The early Chinese empires witnessed two institutional changes that reshaped the relationship between status and legal treatment. First, the establishment of the twenty orders of honor, which is an open system to all social members based on their military and labor services, and carried with it various legal and economic privileges. Orders of honor can mitigate legal punishments in two major ways: 1) it can be used to directly offset and avoid punishments by certain degrees; 2) for the same crime, people holding different orders of honor would receive different degrees of punishment. Second, in the legal reformation occurred in 167 BCE, the various mutilation punishments were replaced by precisely articulated convict labor service terms. At the same time, newly developed “symbolic mutilation punishments” such as shaving one’s head, putting on shackles and wearing clothes with conspicuous colors were applied along with the servitude labor services, to stigmatize convicts with visible identifiers in place of mutilations.

I argue that twenty orders of honor established a value equation system and conversion mechanism involving human labor, social status, political privileges, and judicial treatment, and promulgated number-based matrices for various social situations. The monetization of orders of honor, and number-based hierarchy of crime and punishments together resulted in the commodification of social status and defined the fungible characteristics of social status in China.

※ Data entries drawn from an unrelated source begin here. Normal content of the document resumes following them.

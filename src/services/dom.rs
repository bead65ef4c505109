// src/services/dom.rs

//! DOM fallback extractor.
//!
//! Applies the configured field mapping to rendered result cards, either to
//! fill gaps left by structured data or as the sole source of candidates.

use scraper::{ElementRef, Html, Selector};

use crate::error::{AppError, Result};
use crate::models::{CandidatePartial, Extract, JobField, Origin, SelectorConfig};
use crate::utils::{collapse_whitespace, resolve};

/// A field mapping entry with its selector compiled.
#[derive(Debug)]
struct CompiledField {
    field: JobField,
    selector: Selector,
    extract: Extract,
    multiple: bool,
    separator: String,
}

/// Reads candidates from rendered markup via CSS selectors.
#[derive(Debug)]
pub struct DomExtractor {
    card: Option<Selector>,
    fields: Vec<CompiledField>,
}

impl DomExtractor {
    /// Compile the mapping. Fails on the first invalid selector.
    pub fn new(config: &SelectorConfig) -> Result<Self> {
        let card = config
            .card
            .as_deref()
            .map(str::trim)
            .filter(|s| !s.is_empty())
            .map(parse_selector)
            .transpose()?;

        let fields = config
            .fields
            .iter()
            .map(|f| -> Result<CompiledField> {
                Ok(CompiledField {
                    field: f.field,
                    selector: parse_selector(&f.selector)?,
                    extract: f.extract.clone(),
                    multiple: f.multiple,
                    separator: f.separator.clone(),
                })
            })
            .collect::<Result<Vec<_>>>()?;

        Ok(Self { card, fields })
    }

    /// Fill missing fields of `candidates` from the rendered page.
    ///
    /// Cards are matched to candidates by source URL, or by position when the
    /// counts agree. A page without cards and a single candidate (a detail
    /// page) is read as a whole. Present values are never replaced. Returns
    /// the number of fields filled.
    pub fn fill_gaps(&self, html: &str, page_url: &str, candidates: &mut [CandidatePartial]) -> usize {
        if candidates.iter().all(CandidatePartial::is_complete) {
            return 0;
        }

        let document = Html::parse_document(html);
        let cards = self.read_cards(&document, page_url);

        let mut filled = 0;
        if cards.is_empty() {
            if let [only] = candidates {
                if let Some(whole) = self.read_document(&document, page_url) {
                    filled += only.fill_gaps(&whole);
                }
            }
        } else {
            let positional = cards.len() == candidates.len();
            for (index, candidate) in candidates.iter_mut().enumerate() {
                if candidate.is_complete() {
                    continue;
                }
                let by_url = candidate.source_url.as_deref().and_then(|url| {
                    cards
                        .iter()
                        .find(|card| card.source_url.as_deref() == Some(url))
                });
                let matched = by_url.or_else(|| positional.then(|| &cards[index]));
                if let Some(card) = matched {
                    filled += candidate.fill_gaps(card);
                }
            }
        }

        if filled > 0 {
            log::debug!("DOM fallback filled {} fields on {}", filled, page_url);
        }
        filled
    }

    /// Produce candidates from the DOM alone, one per result card.
    ///
    /// Without cards, the whole page yields one candidate when a title is
    /// found; its source URL is the page URL.
    pub fn extract(&self, html: &str, page_url: &str) -> Vec<CandidatePartial> {
        let document = Html::parse_document(html);
        let cards = self.read_cards(&document, page_url);
        if !cards.is_empty() {
            return cards;
        }
        self.read_document(&document, page_url)
            .filter(|c| !c.is_missing(JobField::Title))
            .into_iter()
            .collect()
    }

    fn read_cards(&self, document: &Html, page_url: &str) -> Vec<CandidatePartial> {
        let Some(card) = &self.card else {
            return Vec::new();
        };
        document
            .select(card)
            .map(|el| self.read_scope(el, page_url, true))
            .filter(|c| !c.is_missing(JobField::Title) || !c.is_missing(JobField::Url))
            .collect()
    }

    fn read_document(&self, document: &Html, page_url: &str) -> Option<CandidatePartial> {
        let mut candidate = self.read_scope(document.root_element(), page_url, false);
        candidate.source_url = Some(page_url.to_string());
        let found = JobField::ALL
            .into_iter()
            .filter(|f| *f != JobField::Url)
            .any(|f| !candidate.is_missing(f));
        found.then_some(candidate)
    }

    /// Apply the mapping within `scope`. The first mapping entry that yields
    /// a value wins for its field.
    fn read_scope(&self, scope: ElementRef<'_>, page_url: &str, with_url: bool) -> CandidatePartial {
        let mut candidate = CandidatePartial::new(Origin::Dom);
        for entry in &self.fields {
            if (entry.field == JobField::Url && !with_url) || !candidate.is_missing(entry.field) {
                continue;
            }
            if let Some(value) = read_field(scope, entry) {
                let value = match entry.field {
                    JobField::Url => resolve(page_url, &value),
                    _ => value,
                };
                candidate.set(entry.field, value);
            }
        }
        candidate
    }
}

fn read_field(scope: ElementRef<'_>, entry: &CompiledField) -> Option<String> {
    // The scope itself may match, e.g. a card that is an anchor.
    let mut values = std::iter::once(scope)
        .filter(|el| entry.selector.matches(el))
        .chain(scope.select(&entry.selector))
        .filter_map(|el| read_value(el, &entry.extract));

    if entry.multiple {
        let mut all: Vec<String> = Vec::new();
        for value in values {
            if !all.contains(&value) {
                all.push(value);
            }
        }
        (!all.is_empty()).then(|| all.join(&entry.separator))
    } else {
        values.next()
    }
}

fn read_value(el: ElementRef<'_>, extract: &Extract) -> Option<String> {
    let value = match extract {
        Extract::Text => collapse_whitespace(&el.text().collect::<Vec<_>>().join(" ")),
        Extract::Html => el.inner_html().trim().to_string(),
        Extract::Attr(name) => el.value().attr(name)?.trim().to_string(),
    };
    (!value.is_empty()).then_some(value)
}

fn parse_selector(s: &str) -> Result<Selector> {
    Selector::parse(s).map_err(|e| AppError::selector(s, format!("{e:?}")))
}

#[cfg(test)]
mod tests {
    use super::*;
    use crate::models::FieldSelector;

    const PAGE_URL: &str = "https://jobs.example.com/search/job";

    fn mapping() -> SelectorConfig {
        SelectorConfig {
            card: Some("div.card".to_string()),
            fields: vec![
                FieldSelector::new(JobField::Title, "h2"),
                FieldSelector::new(JobField::Company, "span.company"),
                FieldSelector::new(JobField::Location, "span.loc").multiple(),
                FieldSelector::new(JobField::Description, "div.desc").extract(Extract::Html),
                FieldSelector::new(JobField::Url, "a[href]")
                    .extract(Extract::Attr("href".to_string())),
            ],
        }
    }

    const LISTING: &str = r#"
        <html><body>
          <div class="card">
            <h2> Solar   Technician </h2>
            <span class="company">SunCorp</span>
            <span class="loc">Pune</span><span class="loc">Mumbai</span><span class="loc">Pune</span>
            <a href="/job/solar-1">View</a>
          </div>
          <div class="card">
            <h2>Wind Analyst</h2>
            <span class="company">Breeze Ltd</span>
            <a href="/job/wind-2">View</a>
          </div>
        </body></html>
    "#;

    fn structured(title: &str, url: Option<&str>) -> CandidatePartial {
        CandidatePartial {
            title: Some(title.to_string()),
            company: Some(String::new()),
            source_url: url.map(str::to_string),
            ..CandidatePartial::default()
        }
    }

    #[test]
    fn test_standalone_one_candidate_per_card() {
        let dom = DomExtractor::new(&mapping()).unwrap();
        let jobs = dom.extract(LISTING, PAGE_URL);

        assert_eq!(jobs.len(), 2);
        assert_eq!(jobs[0].title.as_deref(), Some("Solar Technician"));
        assert_eq!(jobs[0].location.as_deref(), Some("Pune, Mumbai"));
        assert_eq!(
            jobs[0].source_url.as_deref(),
            Some("https://jobs.example.com/job/solar-1")
        );
        assert_eq!(jobs[1].company.as_deref(), Some("Breeze Ltd"));
        assert!(jobs[1].location.is_none());
        assert_eq!(jobs[1].origin, Origin::Dom);
    }

    #[test]
    fn test_gap_fill_by_url_is_additive() {
        let dom = DomExtractor::new(&mapping()).unwrap();
        let mut candidates = vec![structured(
            "Wind Analyst (Senior)",
            Some("https://jobs.example.com/job/wind-2"),
        )];

        let filled = dom.fill_gaps(LISTING, PAGE_URL, &mut candidates);

        assert!(filled >= 1);
        assert_eq!(candidates[0].title.as_deref(), Some("Wind Analyst (Senior)"));
        assert_eq!(candidates[0].company.as_deref(), Some("Breeze Ltd"));
        assert_eq!(candidates[0].origin, Origin::Structured);
    }

    #[test]
    fn test_gap_fill_by_position_when_counts_match() {
        let dom = DomExtractor::new(&mapping()).unwrap();
        let mut candidates = vec![structured("A", None), structured("B", None)];

        dom.fill_gaps(LISTING, PAGE_URL, &mut candidates);

        assert_eq!(candidates[0].company.as_deref(), Some("SunCorp"));
        assert_eq!(
            candidates[1].source_url.as_deref(),
            Some("https://jobs.example.com/job/wind-2")
        );
    }

    #[test]
    fn test_gap_fill_skips_unmatched_candidates() {
        let dom = DomExtractor::new(&mapping()).unwrap();
        let mut candidates = vec![structured("Lonely", Some("https://jobs.example.com/job/x"))];

        assert_eq!(dom.fill_gaps(LISTING, PAGE_URL, &mut candidates), 0);
        assert_eq!(candidates[0].company.as_deref(), Some(""));
    }

    #[test]
    fn test_detail_page_read_as_whole() {
        let html = r#"<html><body>
            <h2>Energy Auditor</h2>
            <span class="company">Watt Works</span>
            <div class="desc"><p>Audit buildings</p></div>
            <a href="/elsewhere">Other</a>
        </body></html>"#;
        let dom = DomExtractor::new(&mapping()).unwrap();
        let url = "https://jobs.example.com/job/audit-7";
        let mut candidates = vec![CandidatePartial {
            title: Some("Energy Auditor".to_string()),
            source_url: Some(url.to_string()),
            ..CandidatePartial::default()
        }];

        dom.fill_gaps(html, url, &mut candidates);

        assert_eq!(candidates[0].company.as_deref(), Some("Watt Works"));
        assert_eq!(candidates[0].description.as_deref(), Some("<p>Audit buildings</p>"));
        assert_eq!(candidates[0].source_url.as_deref(), Some(url));
    }

    #[test]
    fn test_whole_page_needs_a_title() {
        let dom = DomExtractor::new(&mapping()).unwrap();
        let url = "https://jobs.example.com/job/audit-7";

        let found = dom.extract("<html><body><h2>Energy Auditor</h2></body></html>", url);
        assert_eq!(found.len(), 1);
        assert_eq!(found[0].source_url.as_deref(), Some(url));

        assert!(dom.extract("<html><body><p>nothing</p></body></html>", url).is_empty());
    }

    #[test]
    fn test_empty_card_selector_means_whole_document() {
        let config = SelectorConfig {
            card: Some("  ".to_string()),
            ..mapping()
        };
        let dom = DomExtractor::new(&config).unwrap();
        assert_eq!(dom.extract(LISTING, PAGE_URL).len(), 1);
    }

    #[test]
    fn test_invalid_selector_rejected() {
        let mut config = mapping();
        config.fields.push(FieldSelector::new(JobField::Title, "[[invalid"));
        assert!(DomExtractor::new(&config).is_err());
    }
}
// src/models/run.rs

//! Process-scoped counters for a single scraping run.

use std::collections::HashSet;

use serde::Serialize;

/// Counters reported at the end of a run.
#[derive(Debug, Clone, Copy, Default, PartialEq, Eq, Serialize)]
pub struct RunStats {
    pub pages_visited: usize,
    pub pages_skipped: usize,
    pub jobs_collected: usize,
    pub duplicates: usize,
    pub rejected: usize,
    pub details_fetched: usize,
}

/// Mutable run state owned by the pagination controller.
#[derive(Debug, Default)]
pub struct RunState {
    pub stats: RunStats,
    seen: HashSet<String>,
}

impl RunState {
    pub fn new() -> Self {
        Self::default()
    }

    pub fn is_seen(&self, source_url: &str) -> bool {
        self.seen.contains(source_url)
    }

    /// Record a source URL. Returns false if it was already present.
    pub fn mark_seen(&mut self, source_url: impl Into<String>) -> bool {
        self.seen.insert(source_url.into())
    }

    #[cfg(test)]
    pub(crate) fn seen_count(&self) -> usize {
        self.seen.len()
    }
}

#[cfg(test)]
mod tests {
    use super::*;

    #[test]
    fn test_mark_seen_once() {
        let mut state = RunState::new();
        assert!(state.mark_seen("https://example.com/a"));
        assert!(!state.mark_seen("https://example.com/a"));
        assert!(state.is_seen("https://example.com/a"));
        assert_eq!(state.seen_count(), 1);
    }
}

Legal privilege is not a phenomenon peculiar to early China. Status as a determinant of how a person interacts with law, and the existence of legal privileges and legal inequality is also normal in other pre-modern societies such as ancient Rome In this research, I am going to use the Roman Empire as a comparative object and reference point. I am particularly interested in the “dual penalty” system regarding the distinction in judicial penalties between honestiores and humiliores in Roman Empire. I aim to explore how the Roman notion and practice of juridical inequality are similar to and different from the early imperial Chinese understanding of legal inequality, and what roles that social status played in the two societies.